(DATA IN THIS EXERCISE Opens)
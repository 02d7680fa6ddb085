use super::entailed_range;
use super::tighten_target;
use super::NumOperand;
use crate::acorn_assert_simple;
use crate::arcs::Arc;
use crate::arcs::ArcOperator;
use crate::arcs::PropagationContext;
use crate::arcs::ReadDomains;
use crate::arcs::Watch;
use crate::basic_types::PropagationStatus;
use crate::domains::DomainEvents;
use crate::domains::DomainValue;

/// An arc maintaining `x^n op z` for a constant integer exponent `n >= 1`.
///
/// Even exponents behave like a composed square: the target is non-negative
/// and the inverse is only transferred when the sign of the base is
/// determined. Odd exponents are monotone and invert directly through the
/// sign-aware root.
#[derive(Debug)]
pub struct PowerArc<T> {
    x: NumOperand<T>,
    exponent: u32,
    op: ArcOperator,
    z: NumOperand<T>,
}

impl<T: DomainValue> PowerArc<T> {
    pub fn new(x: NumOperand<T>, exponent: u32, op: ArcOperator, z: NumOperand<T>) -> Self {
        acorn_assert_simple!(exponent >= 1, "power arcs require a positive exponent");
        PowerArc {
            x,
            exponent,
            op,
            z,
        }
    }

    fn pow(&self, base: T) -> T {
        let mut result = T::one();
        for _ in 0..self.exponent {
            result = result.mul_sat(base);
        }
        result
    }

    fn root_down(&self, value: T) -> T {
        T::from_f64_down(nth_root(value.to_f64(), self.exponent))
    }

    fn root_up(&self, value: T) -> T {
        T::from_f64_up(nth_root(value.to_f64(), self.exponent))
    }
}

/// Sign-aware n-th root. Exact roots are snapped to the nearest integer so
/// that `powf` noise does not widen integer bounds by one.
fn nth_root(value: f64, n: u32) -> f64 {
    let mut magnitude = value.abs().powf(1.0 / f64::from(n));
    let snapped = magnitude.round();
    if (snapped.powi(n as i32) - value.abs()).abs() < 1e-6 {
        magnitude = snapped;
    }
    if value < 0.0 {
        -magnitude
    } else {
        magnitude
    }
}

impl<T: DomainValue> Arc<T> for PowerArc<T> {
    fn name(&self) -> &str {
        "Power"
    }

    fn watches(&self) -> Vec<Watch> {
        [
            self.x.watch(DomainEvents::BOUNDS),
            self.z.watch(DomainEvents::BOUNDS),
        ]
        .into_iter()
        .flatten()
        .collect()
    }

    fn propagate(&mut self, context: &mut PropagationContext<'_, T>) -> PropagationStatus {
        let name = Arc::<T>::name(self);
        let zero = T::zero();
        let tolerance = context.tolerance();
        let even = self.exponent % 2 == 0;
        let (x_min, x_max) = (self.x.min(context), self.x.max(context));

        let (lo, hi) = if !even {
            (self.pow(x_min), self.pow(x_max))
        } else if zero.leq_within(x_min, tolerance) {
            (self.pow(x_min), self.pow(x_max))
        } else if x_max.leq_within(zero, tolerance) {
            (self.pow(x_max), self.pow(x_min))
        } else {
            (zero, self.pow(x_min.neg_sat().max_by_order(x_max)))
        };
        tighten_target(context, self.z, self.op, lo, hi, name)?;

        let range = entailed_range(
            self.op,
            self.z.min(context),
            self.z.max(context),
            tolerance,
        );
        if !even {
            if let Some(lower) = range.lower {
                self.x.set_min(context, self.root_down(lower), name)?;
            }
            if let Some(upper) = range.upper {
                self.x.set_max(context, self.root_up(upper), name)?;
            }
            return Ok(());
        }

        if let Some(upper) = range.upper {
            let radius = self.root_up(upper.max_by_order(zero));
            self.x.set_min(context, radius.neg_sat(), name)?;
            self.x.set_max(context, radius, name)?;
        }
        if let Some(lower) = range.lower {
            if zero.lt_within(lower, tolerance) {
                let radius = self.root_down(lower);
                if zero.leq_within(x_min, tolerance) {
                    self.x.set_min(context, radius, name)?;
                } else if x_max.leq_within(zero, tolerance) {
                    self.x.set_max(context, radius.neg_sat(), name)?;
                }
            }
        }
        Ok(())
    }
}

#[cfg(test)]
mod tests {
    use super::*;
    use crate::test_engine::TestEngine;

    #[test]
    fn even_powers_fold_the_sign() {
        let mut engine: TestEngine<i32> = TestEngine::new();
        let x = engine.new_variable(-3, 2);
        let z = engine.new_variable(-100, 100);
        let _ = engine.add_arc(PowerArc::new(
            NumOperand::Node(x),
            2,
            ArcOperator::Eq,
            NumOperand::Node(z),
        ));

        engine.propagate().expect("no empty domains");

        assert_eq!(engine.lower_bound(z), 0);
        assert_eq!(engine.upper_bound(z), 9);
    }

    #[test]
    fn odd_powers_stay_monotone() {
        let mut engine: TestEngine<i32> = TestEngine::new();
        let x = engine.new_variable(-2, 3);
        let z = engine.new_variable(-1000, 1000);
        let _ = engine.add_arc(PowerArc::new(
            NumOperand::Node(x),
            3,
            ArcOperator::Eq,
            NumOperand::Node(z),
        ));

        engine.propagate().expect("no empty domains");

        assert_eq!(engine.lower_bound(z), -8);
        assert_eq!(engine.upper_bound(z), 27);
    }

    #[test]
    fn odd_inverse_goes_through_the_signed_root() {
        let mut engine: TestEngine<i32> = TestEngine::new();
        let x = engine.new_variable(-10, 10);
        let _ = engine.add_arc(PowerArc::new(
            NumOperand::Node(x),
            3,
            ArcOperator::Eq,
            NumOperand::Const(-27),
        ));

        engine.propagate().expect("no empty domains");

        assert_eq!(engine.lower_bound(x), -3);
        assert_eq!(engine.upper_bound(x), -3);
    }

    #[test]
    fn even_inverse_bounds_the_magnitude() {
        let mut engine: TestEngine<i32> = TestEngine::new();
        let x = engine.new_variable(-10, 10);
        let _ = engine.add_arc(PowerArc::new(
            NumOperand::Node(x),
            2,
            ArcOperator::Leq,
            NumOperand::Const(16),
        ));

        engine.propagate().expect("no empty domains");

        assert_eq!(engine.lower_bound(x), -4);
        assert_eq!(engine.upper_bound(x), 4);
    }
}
(DATA IN THIS EXERCISE Closes)
* TASK INSTRUCTIONS: Each line of the data is to be retyped exactly as shown.

* TASK ANSWER:
repository 02d7680fa6ddb085
use super::entailed_range;
use super::tighten_target;
use super::NumOperand;
use crate::acorn_assert_simple;
use crate::arcs::Arc;
use crate::arcs::ArcOperator;
use crate::arcs::PropagationContext;
use crate::arcs::ReadDomains;
use crate::arcs::Watch;
use crate::basic_types::PropagationStatus;
use crate::domains::DomainEvents;
use crate::domains::DomainValue;

/// An arc maintaining `x^n op z` for a constant integer exponent `n >= 1`.
///
/// Even exponents behave like a composed square: the target is non-negative
/// and the inverse is only transferred when the sign of the base is
/// determined. Odd exponents are monotone and invert directly through the
/// sign-aware root.
#[derive(Debug)]
pub struct PowerArc<T> {
    x: NumOperand<T>,
    exponent: u32,
    op: ArcOperator,
    z: NumOperand<T>,
}

impl<T: DomainValue> PowerArc<T> {
    pub fn new(x: NumOperand<T>, exponent: u32, op: ArcOperator, z: NumOperand<T>) -> Self {
        acorn_assert_simple!(exponent >= 1, "power arcs require a positive exponent");
        PowerArc {
            x,
            exponent,
            op,
            z,
        }
    }

    fn pow(&self, base: T) -> T {
        let mut result = T::one();
        for _ in 0..self.exponent {
            result = result.mul_sat(base);
        }
        result
    }

    fn root_down(&self, value: T) -> T {
        T::from_f64_down(nth_root(value.to_f64(), self.exponent))
    }

    fn root_up(&self, value: T) -> T {
        T::from_f64_up(nth_root(value.to_f64(), self.exponent))
    }
}

/// Sign-aware n-th root. Exact roots are snapped to the nearest integer so
/// that `powf` noise does not widen integer bounds by one.
fn nth_root(value: f64, n: u32) -> f64 {
    let mut magnitude = value.abs().powf(1.0 / f64::from(n));
    let snapped = magnitude.round();
    if (snapped.powi(n as i32) - value.abs()).abs() < 1e-6 {
        magnitude = snapped;
    }
    if value < 0.0 {
        -magnitude
    } else {
        magnitude
    }
}

impl<T: DomainValue> Arc<T> for PowerArc<T> {
    fn name(&self) -> &str {
        "Power"
    }

    fn watches(&self) -> Vec<Watch> {
        [
            self.x.watch(DomainEvents::BOUNDS),
            self.z.watch(DomainEvents::BOUNDS),
        ]
        .into_iter()
        .flatten()
        .collect()
    }

    fn propagate(&mut self, context: &mut PropagationContext<'_, T>) -> PropagationStatus {
        let name = Arc::<T>::name(self);
        let zero = T::zero();
        let tolerance = context.tolerance();
        let even = self.exponent % 2 == 0;
        let (x_min, x_max) = (self.x.min(context), self.x.max(context));

        let (lo, hi) = if !even {
            (self.pow(x_min), self.pow(x_max))
        } else if zero.leq_within(x_min, tolerance) {
            (self.pow(x_min), self.pow(x_max))
        } else if x_max.leq_within(zero, tolerance) {
            (self.pow(x_max), self.pow(x_min))
        } else {
            (zero, self.pow(x_min.neg_sat().max_by_order(x_max)))
        };
        tighten_target(context, self.z, self.op, lo, hi, name)?;

        let range = entailed_range(
            self.op,
            self.z.min(context),
            self.z.max(context),
            tolerance,
        );
        if !even {
            if let Some(lower) = range.lower {
                self.x.set_min(context, self.root_down(lower), name)?;
            }
            if let Some(upper) = range.upper {
                self.x.set_max(context, self.root_up(upper), name)?;
            }
            return Ok(());
        }

        if let Some(upper) = range.upper {
            let radius = self.root_up(upper.max_by_order(zero));
            self.x.set_min(context, radius.neg_sat(), name)?;
            self.x.set_max(context, radius, name)?;
        }
        if let Some(lower) = range.lower {
            if zero.lt_within(lower, tolerance) {
                let radius = self.root_down(lower);
                if zero.leq_within(x_min, tolerance) {
                    self.x.set_min(context, radius, name)?;
                } else if x_max.leq_within(zero, tolerance) {
                    self.x.set_max(context, radius.neg_sat(), name)?;
                }
            }
        }
        Ok(())
    }
}

#[cfg(test)]
mod tests {
    use super::*;
    use crate::test_engine::TestEngine;

    #[test]
    fn even_powers_fold_the_sign() {
        let mut engine: TestEngine<i32> = TestEngine::new();
        let x = engine.new_variable(-3, 2);
        let z = engine.new_variable(-100, 100);
        let _ = engine.add_arc(PowerArc::new(
            NumOperand::Node(x),
            2,
            ArcOperator::Eq,
            NumOperand::Node(z),
        ));

        engine.propagate().expect("no empty domains");

        assert_eq!(engine.lower_bound(z), 0);
        assert_eq!(engine.upper_bound(z), 9);
    }

    #[test]
    fn odd_powers_stay_monotone() {
        let mut engine: TestEngine<i32> = TestEngine::new();
        let x = engine.new_variable(-2, 3);
        let z = engine.new_variable(-1000, 1000);
        let _ = engine.add_arc(PowerArc::new(
            NumOperand::Node(x),
            3,
            ArcOperator::Eq,
            NumOperand::Node(z),
        ));

        engine.propagate().expect("no empty domains");

        assert_eq!(engine.lower_bound(z), -8);
        assert_eq!(engine.upper_bound(z), 27);
    }

    #[test]
    fn odd_inverse_goes_through_the_signed_root() {
        let mut engine: TestEngine<i32> = TestEngine::new();
        let x = engine.new_variable(-10, 10);
        let _ = engine.add_arc(PowerArc::new(
            NumOperand::Node(x),
            3,
            ArcOperator::Eq,
            NumOperand::Const(-27),
        ));

        engine.propagate().expect("no empty domains");

        assert_eq!(engine.lower_bound(x), -3);
        assert_eq!(engine.upper_bound(x), -3);
    }

    #[test]
    fn even_inverse_bounds_the_magnitude() {
        let mut engine: TestEngine<i32> = TestEngine::new();
        let x = engine.new_variable(-10, 10);
        let _ = engine.add_arc(PowerArc::new(
            NumOperand::Node(x),
            2,
            ArcOperator::Leq,
            NumOperand::Const(16),
        ));

        engine.propagate().expect("no empty domains");

        assert_eq!(engine.lower_bound(x), -4);
        assert_eq!(engine.upper_bound(x), 4);
    }
}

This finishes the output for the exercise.